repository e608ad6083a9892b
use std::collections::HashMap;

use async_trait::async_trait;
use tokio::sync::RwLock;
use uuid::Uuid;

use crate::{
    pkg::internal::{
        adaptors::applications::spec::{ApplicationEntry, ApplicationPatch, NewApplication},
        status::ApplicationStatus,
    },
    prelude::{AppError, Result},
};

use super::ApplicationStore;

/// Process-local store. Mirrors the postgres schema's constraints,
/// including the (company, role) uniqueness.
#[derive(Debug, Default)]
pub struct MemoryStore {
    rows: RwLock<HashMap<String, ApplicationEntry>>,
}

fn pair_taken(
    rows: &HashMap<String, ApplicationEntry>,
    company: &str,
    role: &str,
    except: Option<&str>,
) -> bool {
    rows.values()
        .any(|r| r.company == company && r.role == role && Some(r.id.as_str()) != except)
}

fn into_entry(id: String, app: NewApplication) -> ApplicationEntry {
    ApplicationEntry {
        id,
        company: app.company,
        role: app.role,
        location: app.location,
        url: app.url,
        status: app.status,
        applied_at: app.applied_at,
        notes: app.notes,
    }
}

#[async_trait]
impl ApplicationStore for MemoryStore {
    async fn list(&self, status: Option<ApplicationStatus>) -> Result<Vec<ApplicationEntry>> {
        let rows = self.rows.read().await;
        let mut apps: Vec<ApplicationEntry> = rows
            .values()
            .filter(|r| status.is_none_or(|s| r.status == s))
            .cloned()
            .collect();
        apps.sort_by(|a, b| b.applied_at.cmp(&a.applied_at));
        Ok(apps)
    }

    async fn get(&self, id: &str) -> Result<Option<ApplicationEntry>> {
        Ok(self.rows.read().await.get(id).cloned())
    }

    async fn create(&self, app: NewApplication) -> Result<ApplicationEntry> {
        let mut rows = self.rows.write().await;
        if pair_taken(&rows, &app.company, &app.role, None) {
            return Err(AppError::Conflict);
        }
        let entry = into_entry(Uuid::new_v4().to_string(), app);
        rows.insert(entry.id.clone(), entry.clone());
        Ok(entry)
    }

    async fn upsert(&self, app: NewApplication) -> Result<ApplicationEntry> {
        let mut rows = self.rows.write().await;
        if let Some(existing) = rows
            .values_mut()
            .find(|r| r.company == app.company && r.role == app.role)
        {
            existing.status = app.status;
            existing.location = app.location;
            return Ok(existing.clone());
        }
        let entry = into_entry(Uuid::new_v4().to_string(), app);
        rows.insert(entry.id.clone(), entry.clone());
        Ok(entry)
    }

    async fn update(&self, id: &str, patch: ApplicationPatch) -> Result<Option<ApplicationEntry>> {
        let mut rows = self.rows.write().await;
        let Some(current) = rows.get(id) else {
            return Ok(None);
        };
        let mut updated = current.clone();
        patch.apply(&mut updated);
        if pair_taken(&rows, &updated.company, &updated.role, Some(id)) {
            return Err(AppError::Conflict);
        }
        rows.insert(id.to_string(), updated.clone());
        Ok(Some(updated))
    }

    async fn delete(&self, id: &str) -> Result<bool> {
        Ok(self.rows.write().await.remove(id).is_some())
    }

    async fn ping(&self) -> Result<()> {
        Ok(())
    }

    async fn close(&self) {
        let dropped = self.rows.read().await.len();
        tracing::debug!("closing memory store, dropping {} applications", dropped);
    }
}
***
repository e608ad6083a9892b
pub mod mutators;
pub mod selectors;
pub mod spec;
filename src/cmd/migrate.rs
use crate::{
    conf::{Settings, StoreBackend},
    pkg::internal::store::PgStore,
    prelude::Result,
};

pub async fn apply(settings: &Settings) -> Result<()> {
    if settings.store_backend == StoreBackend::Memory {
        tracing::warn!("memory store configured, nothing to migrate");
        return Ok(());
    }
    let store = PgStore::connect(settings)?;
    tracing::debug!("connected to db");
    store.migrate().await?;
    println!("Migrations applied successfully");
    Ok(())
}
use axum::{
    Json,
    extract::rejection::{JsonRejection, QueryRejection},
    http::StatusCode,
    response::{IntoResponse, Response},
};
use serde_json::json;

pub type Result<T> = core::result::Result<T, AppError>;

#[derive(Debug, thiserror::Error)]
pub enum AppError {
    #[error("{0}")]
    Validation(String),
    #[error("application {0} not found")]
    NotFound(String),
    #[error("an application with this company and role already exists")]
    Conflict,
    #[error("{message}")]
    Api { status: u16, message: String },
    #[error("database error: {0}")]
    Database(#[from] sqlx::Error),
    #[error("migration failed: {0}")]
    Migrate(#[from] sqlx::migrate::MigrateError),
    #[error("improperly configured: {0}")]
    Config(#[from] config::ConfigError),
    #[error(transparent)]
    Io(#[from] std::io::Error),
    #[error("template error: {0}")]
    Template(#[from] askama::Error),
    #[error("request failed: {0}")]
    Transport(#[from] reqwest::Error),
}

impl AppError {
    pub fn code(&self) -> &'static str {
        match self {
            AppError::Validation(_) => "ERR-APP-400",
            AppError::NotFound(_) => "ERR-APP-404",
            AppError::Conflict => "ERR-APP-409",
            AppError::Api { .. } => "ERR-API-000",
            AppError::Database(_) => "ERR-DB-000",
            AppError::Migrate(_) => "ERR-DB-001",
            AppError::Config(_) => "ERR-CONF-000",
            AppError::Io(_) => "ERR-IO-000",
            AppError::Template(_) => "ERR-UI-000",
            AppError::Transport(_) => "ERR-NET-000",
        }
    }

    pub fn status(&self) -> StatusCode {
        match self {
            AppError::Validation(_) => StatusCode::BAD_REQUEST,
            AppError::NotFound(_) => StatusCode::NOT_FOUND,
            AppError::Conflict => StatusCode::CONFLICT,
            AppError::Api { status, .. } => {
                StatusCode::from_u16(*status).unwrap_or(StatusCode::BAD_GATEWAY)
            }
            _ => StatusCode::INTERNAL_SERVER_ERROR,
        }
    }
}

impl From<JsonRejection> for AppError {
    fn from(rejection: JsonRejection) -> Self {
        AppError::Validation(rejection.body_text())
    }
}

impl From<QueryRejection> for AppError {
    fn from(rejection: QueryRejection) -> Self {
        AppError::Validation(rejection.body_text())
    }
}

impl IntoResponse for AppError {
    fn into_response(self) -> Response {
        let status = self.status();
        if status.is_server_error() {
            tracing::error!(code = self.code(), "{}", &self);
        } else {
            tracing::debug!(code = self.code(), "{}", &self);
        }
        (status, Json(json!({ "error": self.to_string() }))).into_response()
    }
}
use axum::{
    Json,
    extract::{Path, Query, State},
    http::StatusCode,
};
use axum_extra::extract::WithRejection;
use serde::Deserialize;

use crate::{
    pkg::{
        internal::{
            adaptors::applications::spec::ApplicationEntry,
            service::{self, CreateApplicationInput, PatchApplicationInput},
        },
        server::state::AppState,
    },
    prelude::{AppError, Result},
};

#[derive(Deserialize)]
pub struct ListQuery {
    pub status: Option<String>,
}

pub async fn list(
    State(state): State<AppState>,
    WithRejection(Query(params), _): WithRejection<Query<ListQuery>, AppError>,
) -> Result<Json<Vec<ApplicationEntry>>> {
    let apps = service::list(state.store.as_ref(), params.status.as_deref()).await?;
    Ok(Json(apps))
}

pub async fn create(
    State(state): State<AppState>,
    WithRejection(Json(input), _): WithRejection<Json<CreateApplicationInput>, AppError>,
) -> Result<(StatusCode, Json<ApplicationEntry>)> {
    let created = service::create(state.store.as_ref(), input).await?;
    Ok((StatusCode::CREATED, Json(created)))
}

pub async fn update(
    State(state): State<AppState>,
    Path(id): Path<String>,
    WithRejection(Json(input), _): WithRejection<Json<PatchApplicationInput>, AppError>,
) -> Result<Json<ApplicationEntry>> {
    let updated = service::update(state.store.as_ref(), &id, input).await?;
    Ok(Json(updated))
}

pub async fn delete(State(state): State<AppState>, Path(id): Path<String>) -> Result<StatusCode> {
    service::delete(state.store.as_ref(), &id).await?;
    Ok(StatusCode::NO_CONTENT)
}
***
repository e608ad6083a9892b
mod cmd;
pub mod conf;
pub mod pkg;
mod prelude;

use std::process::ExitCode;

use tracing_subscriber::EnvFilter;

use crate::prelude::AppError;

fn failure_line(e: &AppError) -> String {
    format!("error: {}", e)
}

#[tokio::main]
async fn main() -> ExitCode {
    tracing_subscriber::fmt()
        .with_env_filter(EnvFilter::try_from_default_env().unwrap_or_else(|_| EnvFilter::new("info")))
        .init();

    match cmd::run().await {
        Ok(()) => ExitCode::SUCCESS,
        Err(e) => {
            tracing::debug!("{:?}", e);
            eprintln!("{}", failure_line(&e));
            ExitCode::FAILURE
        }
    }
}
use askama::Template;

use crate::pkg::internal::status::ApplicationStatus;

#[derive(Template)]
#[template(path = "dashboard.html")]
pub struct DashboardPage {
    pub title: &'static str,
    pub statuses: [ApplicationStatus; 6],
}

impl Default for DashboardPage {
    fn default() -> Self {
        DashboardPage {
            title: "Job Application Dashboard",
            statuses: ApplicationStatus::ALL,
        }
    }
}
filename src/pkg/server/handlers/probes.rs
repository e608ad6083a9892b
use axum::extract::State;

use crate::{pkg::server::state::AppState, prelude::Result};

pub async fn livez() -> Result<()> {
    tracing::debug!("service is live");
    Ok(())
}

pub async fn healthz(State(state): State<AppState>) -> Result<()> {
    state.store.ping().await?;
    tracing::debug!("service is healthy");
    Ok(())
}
***
◆ **Task instructions**
All lines above that contain the word "impl" are to be copied.

◆ **Result of the task**
impl ApplicationStore for MemoryStore {
impl AppError {
impl From<JsonRejection> for AppError {
impl From<QueryRejection> for AppError {
impl IntoResponse for AppError {
impl Default for DashboardPage {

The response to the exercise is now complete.